**What you need to do:**
Would you please transcribe, exactly as written, the lines of the entries below starting at the one that holds "Result<StatusCode, (StatusCode, String)>" and ending at the one that holds "pub struct UploadReceipt", both included?

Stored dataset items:
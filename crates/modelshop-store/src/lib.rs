//! modelshop-store: Catalog store backends
//!
//! This crate provides access to the hosted catalog:
//! - The `CatalogStore` capability trait
//! - An HTTP store speaking a PostgREST-style surface
//! - An in-memory store for demos and tests

pub mod http;
pub mod memory;
pub mod traits;

pub use http::HttpCatalogStore;
pub use memory::MemoryCatalogStore;
pub use traits::CatalogStore;
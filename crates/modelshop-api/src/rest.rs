//! REST API handlers

use axum::{
    extract::{Path, Query, State},
    http::StatusCode,
    response::{Json, Redirect},
    routing::{get, post},
    Router,
};
use modelshop_core::{Category, CategoryFilter, ModelRecord, ShopError, UploadDraft};
use modelshop_store::CatalogStore;
use serde::{Deserialize, Serialize};
use std::sync::Arc;
use tracing::info;

/// Application state shared across handlers
pub struct AppState {
    pub store: Arc<dyn CatalogStore>,
}

/// Create the API router
pub fn create_router(store: Arc<dyn CatalogStore>) -> Router {
    let state = Arc::new(AppState { store });

    Router::new()
        .route("/api/v1/models", get(list_models))
        .route("/api/v1/models/:id", get(get_model))
        .route("/api/v1/models/:id/download", post(record_download))
        .route("/api/v1/models/:id/preview", get(get_preview))
        .route("/api/v1/assets/*path", get(redirect_asset))
        .route("/api/v1/uploads", post(submit_upload))
        .route("/api/v1/status", get(get_status))
        .with_state(state)
}

fn store_error(e: ShopError) -> (StatusCode, String) {
    match e {
        ShopError::ModelNotFound(_) => (StatusCode::NOT_FOUND, e.to_string()),
        ShopError::UnknownCategory(_) => (StatusCode::BAD_REQUEST, e.to_string()),
        ShopError::Store(_) => (StatusCode::BAD_GATEWAY, e.to_string()),
        _ => (StatusCode::INTERNAL_SERVER_ERROR, e.to_string()),
    }
}

/// Query parameters for the model listing
#[derive(Debug, Deserialize)]
pub struct ListParams {
    /// Category name, or "all"; absent means all
    pub category: Option<String>,
}

/// List models, newest first, optionally filtered by category
async fn list_models(
    State(state): State<Arc<AppState>>,
    Query(params): Query<ListParams>,
) -> Result<Json<Vec<ModelRecord>>, (StatusCode, String)> {
    let filter = match params.category.as_deref() {
        Some(name) => name
            .parse::<CategoryFilter>()
            .map_err(store_error)?,
        None => CategoryFilter::All,
    };

    let models = state
        .store
        .query_models(filter)
        .await
        .map_err(store_error)?;

    Ok(Json(models))
}

async fn find_model(
    state: &AppState,
    id: &str,
) -> Result<ModelRecord, (StatusCode, String)> {
    let models = state
        .store
        .query_models(CategoryFilter::All)
        .await
        .map_err(store_error)?;

    models
        .into_iter()
        .find(|m| m.id == id)
        .ok_or_else(|| store_error(ShopError::ModelNotFound(id.to_string())))
}

/// Get a single model by id
async fn get_model(
    State(state): State<Arc<AppState>>,
    Path(id): Path<String>,
) -> Result<Json<ModelRecord>, (StatusCode, String)> {
    let model = find_model(&state, &id).await?;
    Ok(Json(model))
}

/// Record a download for a model
async fn record_download(
    State(state): State<Arc<AppState>>,
    Path(id): Path<String>,
) -> Result<StatusCode, (StatusCode, String)> {
    info!(model_id = %id, "Recording download");

    state
        .store
        .increment_downloads(&id)
        .await
        .map_err(store_error)?;

    Ok(StatusCode::NO_CONTENT)
}

/// Preview information for a model
#[derive(Debug, Serialize, Deserialize)]
pub struct PreviewResponse {
    /// Public URL of the primary asset
    pub url: String,
    /// Display name for the overlay
    pub name: String,
}

/// Get the resolved preview URL for a model
async fn get_preview(
    State(state): State<Arc<AppState>>,
    Path(id): Path<String>,
) -> Result<Json<PreviewResponse>, (StatusCode, String)> {
    let model = find_model(&state, &id).await?;
    Ok(Json(PreviewResponse {
        url: state.store.resolve_public_url(&model.file_path),
        name: model.name,
    }))
}

/// Redirect a storage path to its public URL
async fn redirect_asset(
    State(state): State<Arc<AppState>>,
    Path(path): Path<String>,
) -> Redirect {
    Redirect::temporary(&state.store.resolve_public_url(&path))
}

/// Response to an upload submission
#[derive(Debug, Serialize, Deserialize)]
pub struct UploadReceipt {
    /// Name the draft was submitted under
    pub name: String,
    /// Human-readable outcome notice
    pub message: String,
}

/// Validate an upload draft
///
/// There is no upload pipeline; a valid draft is acknowledged and
/// dropped.
async fn submit_upload(
    Json(draft): Json<UploadDraft>,
) -> Result<(StatusCode, Json<UploadReceipt>), (StatusCode, String)> {
    draft
        .validate()
        .map_err(|e| (StatusCode::UNPROCESSABLE_ENTITY, e.to_string()))?;

    info!(name = %draft.name, category = %draft.category, "Upload draft validated");

    Ok((
        StatusCode::ACCEPTED,
        Json(UploadReceipt {
            name: draft.name,
            message: "draft validated; model storage is not available yet".to_string(),
        }),
    ))
}

/// System status response
#[derive(Debug, Serialize, Deserialize)]
pub struct StatusResponse {
    /// Daemon version
    pub version: String,
    /// Catalog store backend name
    pub backend: String,
    /// Number of models in the catalog
    pub models: usize,
    /// Number of fixed categories
    pub categories: usize,
}

/// Get system status
async fn get_status(
    State(state): State<Arc<AppState>>,
) -> Result<Json<StatusResponse>, (StatusCode, String)> {
    let models = state
        .store
        .query_models(CategoryFilter::All)
        .await
        .map_err(store_error)?;

    Ok(Json(StatusResponse {
        version: env!("CARGO_PKG_VERSION").to_string(),
        backend: state.store.name().to_string(),
        models: models.len(),
        categories: Category::ALL.len(),
    }))
}

#[cfg(test)]
mod tests {
    use super::*;
    use axum::body::{to_bytes, Body};
    use axum::http::Request;
    use modelshop_store::MemoryCatalogStore;
    use tower::ServiceExt;

    fn demo_router() -> Router {
        create_router(Arc::new(MemoryCatalogStore::seeded()))
    }

    async fn body_json<T: serde::de::DeserializeOwned>(response: axum::response::Response) -> T {
        let bytes = to_bytes(response.into_body(), usize::MAX).await.unwrap();
        serde_json::from_slice(&bytes).unwrap()
    }

    #[tokio::test]
    async fn test_list_models() {
        let response = demo_router()
            .oneshot(Request::builder().uri("/api/v1/models").body(Body::empty()).unwrap())
            .await
            .unwrap();

        assert_eq!(response.status(), StatusCode::OK);
        let models: Vec<ModelRecord> = body_json(response).await;
        assert_eq!(models.len(), 6);
    }

    #[tokio::test]
    async fn test_list_models_filtered() {
        let response = demo_router()
            .oneshot(
                Request::builder()
                    .uri("/api/v1/models?category=Weapons")
                    .body(Body::empty())
                    .unwrap(),
            )
            .await
            .unwrap();

        assert_eq!(response.status(), StatusCode::OK);
        let models: Vec<ModelRecord> = body_json(response).await;
        assert_eq!(models.len(), 1);
        assert_eq!(models[0].name, "Medieval Sword");
    }

    #[tokio::test]
    async fn test_list_models_bad_category() {
        let response = demo_router()
            .oneshot(
                Request::builder()
                    .uri("/api/v1/models?category=gadgets")
                    .body(Body::empty())
                    .unwrap(),
            )
            .await
            .unwrap();

        assert_eq!(response.status(), StatusCode::BAD_REQUEST);
    }

    #[tokio::test]
    async fn test_download_unknown_model() {
        let response = demo_router()
            .oneshot(
                Request::builder()
                    .method("POST")
                    .uri("/api/v1/models/missing/download")
                    .body(Body::empty())
                    .unwrap(),
            )
            .await
            .unwrap();

        assert_eq!(response.status(), StatusCode::NOT_FOUND);
    }

    #[tokio::test]
    async fn test_download_returns_no_content() {
        let response = demo_router()
            .oneshot(
                Request::builder()
                    .method("POST")
                    .uri("/api/v1/models/1/download")
                    .body(Body::empty())
                    .unwrap(),
            )
            .await
            .unwrap();

        assert_eq!(response.status(), StatusCode::NO_CONTENT);
    }

    #[tokio::test]
    async fn test_preview_resolves_url() {
        let response = demo_router()
            .oneshot(
                Request::builder()
                    .uri("/api/v1/models/2/preview")
                    .body(Body::empty())
                    .unwrap(),
            )
            .await
            .unwrap();

        assert_eq!(response.status(), StatusCode::OK);
        let preview: PreviewResponse = body_json(response).await;
        assert_eq!(preview.url, "demo://models/demo/2.glb");
        assert_eq!(preview.name, "Sci-Fi Robot");
    }

    #[tokio::test]
    async fn test_asset_redirect() {
        let response = demo_router()
            .oneshot(
                Request::builder()
                    .uri("/api/v1/assets/demo/1.glb")
                    .body(Body::empty())
                    .unwrap(),
            )
            .await
            .unwrap();

        assert_eq!(response.status(), StatusCode::TEMPORARY_REDIRECT);
        assert_eq!(
            response.headers().get("location").unwrap(),
            "demo://models/demo/1.glb"
        );
    }

    #[tokio::test]
    async fn test_upload_rejects_invalid_draft() {
        let body = serde_json::json!({
            "name": "",
            "category": "Weapons",
            "files": []
        });
        let response = demo_router()
            .oneshot(
                Request::builder()
                    .method("POST")
                    .uri("/api/v1/uploads")
                    .header("content-type", "application/json")
                    .body(Body::from(body.to_string()))
                    .unwrap(),
            )
            .await
            .unwrap();

        assert_eq!(response.status(), StatusCode::UNPROCESSABLE_ENTITY);
    }

    #[tokio::test]
    async fn test_upload_accepts_valid_draft() {
        let body = serde_json::json!({
            "name": "Pine Tree",
            "category": "Nature",
            "price": 0.0,
            "files": [{ "name": "pine.glb", "size": 1024 }]
        });
        let response = demo_router()
            .oneshot(
                Request::builder()
                    .method("POST")
                    .uri("/api/v1/uploads")
                    .header("content-type", "application/json")
                    .body(Body::from(body.to_string()))
                    .unwrap(),
            )
            .await
            .unwrap();

        assert_eq!(response.status(), StatusCode::ACCEPTED);
        let receipt: UploadReceipt = body_json(response).await;
        assert_eq!(receipt.name, "Pine Tree");
    }

    #[tokio::test]
    async fn test_status() {
        let response = demo_router()
            .oneshot(Request::builder().uri("/api/v1/status").body(Body::empty()).unwrap())
            .await
            .unwrap();

        assert_eq!(response.status(), StatusCode::OK);
        let status: StatusResponse = body_json(response).await;
        assert_eq!(status.models, 6);
        assert_eq!(status.backend, "memory");
    }
}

**Task output:**
) -> Result<StatusCode, (StatusCode, String)> {
    info!(model_id = %id, "Recording download");

    state
        .store
        .increment_downloads(&id)
        .await
        .map_err(store_error)?;

    Ok(StatusCode::NO_CONTENT)
}

/// Preview information for a model
#[derive(Debug, Serialize, Deserialize)]
pub struct PreviewResponse {
    /// Public URL of the primary asset
    pub url: String,
    /// Display name for the overlay
    pub name: String,
}

/// Get the resolved preview URL for a model
async fn get_preview(
    State(state): State<Arc<AppState>>,
    Path(id): Path<String>,
) -> Result<Json<PreviewResponse>, (StatusCode, String)> {
    let model = find_model(&state, &id).await?;
    Ok(Json(PreviewResponse {
        url: state.store.resolve_public_url(&model.file_path),
        name: model.name,
    }))
}

/// Redirect a storage path to its public URL
async fn redirect_asset(
    State(state): State<Arc<AppState>>,
    Path(path): Path<String>,
) -> Redirect {
    Redirect::temporary(&state.store.resolve_public_url(&path))
}

/// Response to an upload submission
#[derive(Debug, Serialize, Deserialize)]
pub struct UploadReceipt {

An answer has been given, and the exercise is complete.